It is best to live from your heart
and speak from your heart in all things
yet, if you cannot always speak from your heart,
live from your heart and let the speaking come in time
.

~Laura Teresa Marquez~

Remember the childhood saying, “Sticks and stones will break my bones, but names will never hurt me?” A brave defense, but usually not very successful. Most people do more damage with their words than with their fists or weapons. Words don’t leave visible marks but what we say to others can leave them feeling ashamed, embarrassed or enraged.

I remember attending high school in a seminary out of town. One of my classmates decided to start calling me “Chester” since I was from Rochester. I was somewhat overweight and had larger breasts than most of my classmates. The same classmate took to calling me “Chesty” or “Breasty” when he was in a particularly nasty mood. I could have made up a nick name based on his last name, but it was too frankly sexual. I might have been able to beat him up, but outright violence was definitely frowned on in the seminary. As it was, I frequently felt humiliated and self conscious. Names and comments can certainly hurt us.

I dare say none of us would relish being called names or being the subject of gossip or rumor. Before you engage in destructive speech, think back to a time when you were the recipient of such a verbal attack. You are about to engender in your target the same feelings which once plagued you. Is it worth it? Speaking of worth, how do you know if something is worth saying? There is a three-fold test.

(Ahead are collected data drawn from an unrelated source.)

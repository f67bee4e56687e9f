//! Ledger error types.

use thiserror::Error;

/// Ledger errors
#[derive(Debug, Error)]
pub enum LedgerError {
    /// Database error
    #[error("Database error: {0}")]
    Database(#[from] sqlx::Error),

    /// Requested debit exceeds the stored balance
    #[error("Insufficient funds: available {available}, required {required}")]
    InsufficientFunds { available: i64, required: i64 },

    /// Invalid amount (must be positive)
    #[error("Invalid amount: {0}")]
    InvalidAmount(i64),

    /// Credit would push the balance past `i64::MAX`
    #[error("Balance overflow")]
    BalanceOverflow,

    /// Backing store unavailable or rejected the write
    #[error("Store error: {0}")]
    Store(String),
}

impl LedgerError {
    /// Get a client-safe error message that doesn't leak storage details
    pub fn client_message(&self) -> String {
        match self {
            LedgerError::Database(_) | LedgerError::Store(_) => {
                "Internal server error".to_string()
            }
            _ => self.to_string(),
        }
    }
}

/// Result type for ledger operations
pub type LedgerResult<T> = Result<T, LedgerError>;

#[cfg(test)]
mod tests {
    use super::*;

    #[test]
    fn test_client_message_hides_store_details() {
        let err = LedgerError::Store("connection refused to 10.0.0.4:5432".to_string());
        assert_eq!(err.client_message(), "Internal server error");
    }

    #[test]
    fn test_client_message_keeps_funds_details() {
        let err = LedgerError::InsufficientFunds {
            available: 30,
            required: 50,
        };
        let msg = err.client_message();
        assert!(msg.contains("30"));
        assert!(msg.contains("50"));
    }
}
//! Coinflip game handler.
//!
//! # Examples
//!
//! ```bash
//! curl -X POST http://localhost:6969/api/v1/coinflip \
//!   -H "Content-Type: application/json" \
//!   -d '{"user_id": 42, "side": "heads", "amount": 50}'
//! ```

use axum::{
    Json,
    extract::{State, rejection::JsonRejection},
    http::StatusCode,
};
use coinflip::{BetRequest, FlipOutcome, GameError, UserId};
use serde::Deserialize;
use serde_json::Value;

use super::{AppState, ErrorResponse, error_response, request_id::RequestId};
use crate::metrics;

/// Bet as typed by the user
///
/// `side` and `amount` are taken as raw JSON so malformed input reaches the
/// game's own validation and comes back as an invalid bet.
#[derive(Debug, Deserialize)]
pub struct CoinflipRequest {
    pub user_id: UserId,
    #[serde(default)]
    pub side: Value,
    #[serde(default)]
    pub amount: Value,
}

impl CoinflipRequest {
    fn to_bet(&self) -> Result<BetRequest, GameError> {
        BetRequest::parse(self.user_id, &raw_text(&self.side), &raw_text(&self.amount))
    }
}

fn raw_text(value: &Value) -> String {
    match value {
        Value::String(s) => s.clone(),
        other => other.to_string(),
    }
}

/// Play one coinflip.
///
/// # Response
///
/// Returns `200 OK` with the outcome:
/// ```json
/// {
///   "side_chosen": "heads",
///   "result": "tails",
///   "won": false,
///   "bet_amount": 50,
///   "payout": 0,
///   "new_balance": 50,
///   "stats": { "user_id": 42, "total_games": 1, "wins": 0, "losses": 1,
///              "total_bet": 50, "total_won": 0, "total_lost": 50 }
/// }
/// ```
///
/// # Errors
///
/// - `400 Bad Request`: Malformed body, unknown side, or amount not a positive integer
/// - `409 Conflict`: The user already has a game in progress
/// - `422 Unprocessable Entity`: Bet exceeds the balance
/// - `500 Internal Server Error`: Store failure; no balance change was applied
pub async fn flip(
    State(state): State<AppState>,
    request_id: RequestId,
    payload: Result<Json<CoinflipRequest>, JsonRejection>,
) -> Result<Json<FlipOutcome>, (StatusCode, Json<ErrorResponse>)> {
    let Json(request) = payload.map_err(|rejection| {
        tracing::debug!(request_id = request_id.as_str(), error = %rejection, "Malformed bet body");
        (
            StatusCode::BAD_REQUEST,
            Json(ErrorResponse {
                error: rejection.body_text(),
            }),
        )
    })?;

    let result = match request.to_bet() {
        Ok(bet) => state.resolver.resolve(bet).await,
        Err(e) => Err(e),
    };

    match result {
        Ok(outcome) => {
            metrics::game_resolved(outcome.won, outcome.bet_amount);
            tracing::info!(
                request_id = request_id.as_str(),
                user_id = request.user_id,
                bet = outcome.bet_amount,
                result = %outcome.result,
                won = outcome.won,
                new_balance = outcome.new_balance,
                "Coinflip resolved"
            );
            Ok(Json(outcome))
        }
        Err(e) => {
            metrics::game_rejected(&e);
            if matches!(e, GameError::Persistence(_)) {
                tracing::error!(
                    request_id = request_id.as_str(),
                    user_id = request.user_id,
                    error = %e,
                    "Coinflip failed"
                );
            } else {
                tracing::debug!(
                    request_id = request_id.as_str(),
                    user_id = request.user_id,
                    error = %e,
                    "Coinflip rejected"
                );
            }
            Err(error_response(&e))
        }
    }
}
use coinflip::{
    db::MemoryStore,
    game::{ActiveGames, BetRequest, CoinSide, GameConfig, Resolver},
    ledger::Ledger,
};
use criterion::{BenchmarkId, Criterion, criterion_group, criterion_main};
use std::{hint::black_box, sync::Arc};

/// Helper to create a resolver where every user starts rich enough to never run dry
fn setup_resolver() -> Resolver {
    let store = MemoryStore::new();
    let ledger = Ledger::new(Arc::new(store.clone()), i64::MAX / 4);
    Resolver::new(ledger, Arc::new(store), GameConfig::default())
}

/// Benchmark a full resolve over the memory store
fn bench_resolve(c: &mut Criterion) {
    let rt = tokio::runtime::Runtime::new().expect("Failed to build runtime");
    let resolver = setup_resolver();

    c.bench_function("resolve_single_user", |b| {
        b.iter(|| {
            rt.block_on(resolver.resolve(black_box(BetRequest::new(1, CoinSide::Heads, 10))))
                .unwrap()
        });
    });

    let mut group = c.benchmark_group("resolve_user_spread");
    for users in [1i64, 100, 10_000] {
        group.bench_with_input(BenchmarkId::from_parameter(users), &users, |b, &users| {
            let mut next = 0i64;
            b.iter(|| {
                next = (next + 1) % users;
                rt.block_on(resolver.resolve(BetRequest::new(next, CoinSide::Tails, 10)))
                    .unwrap()
            });
        });
    }
    group.finish();
}

/// Benchmark acquiring and releasing a game slot
fn bench_guard(c: &mut Criterion) {
    let games = ActiveGames::new();

    c.bench_function("guard_acquire_release", |b| {
        b.iter(|| {
            let guard = games.try_acquire(black_box(7)).unwrap();
            drop(guard);
        });
    });
}

criterion_group!(benches, bench_resolve, bench_guard);
criterion_main!(benches);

First, is what you are about to say true? Have you observed first-hand what you are about to say? We have no way of knowing whether gossip is true. I remember a classroom experiment in which the teacher whispered something to one student and told him to whisper what he heard to the next student and so on. By the time the last student whispered to the teacher, what she said bore no resemblance to the original statement. Even something that starts as true has a strong chance of being distorted as it passes through the rumor mill.

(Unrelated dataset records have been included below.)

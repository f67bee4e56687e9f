//! HTTP front end for the coinflip gambling engine.
//!
//! The binary wires a [`coinflip::Resolver`] to either PostgreSQL or the
//! in-memory store and serves it through [`api::create_router`].

pub mod api;
pub mod config;
pub mod logging;
pub mod metrics;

Second, is it kind? Will what you say make the subject of your statement feel any better? Will it improve the quality of his or her life? Repeating gossip is not a kind thing to do. Gossip poisons the network of people we hear it from and pass it on to. In the process, we poison our own thinking and tip the balance of our thoughts a little more toward the negative. We become a little more bitter-tongued each time.

Third, is it purposeful? What is the point of what we say? Do our words contribute anything positive? Gossip is usually a way to make us feel better. We find faults in others we don’t want to see in ourselves. Even if we know something bad to be true of someone, we would accomplish more by offering sympathy or assistance to the victim of gossip, if we think it would be well received.

Another option in the face of gossip would be to say we would rather not discuss things we know nothing about. We can also pass back something good we have heard about the person in question. We have a choice of what we listen to and a choice of what we say. Choosing wisely will make the world a better place a little at a time.

Action Steps

  • As a child did anyone give you a hated nickname?
  • How did it make you feel?
  • Have you ever seen you words hurt someone?
  • Was it worth it?
  • How can you use what you say more constructively?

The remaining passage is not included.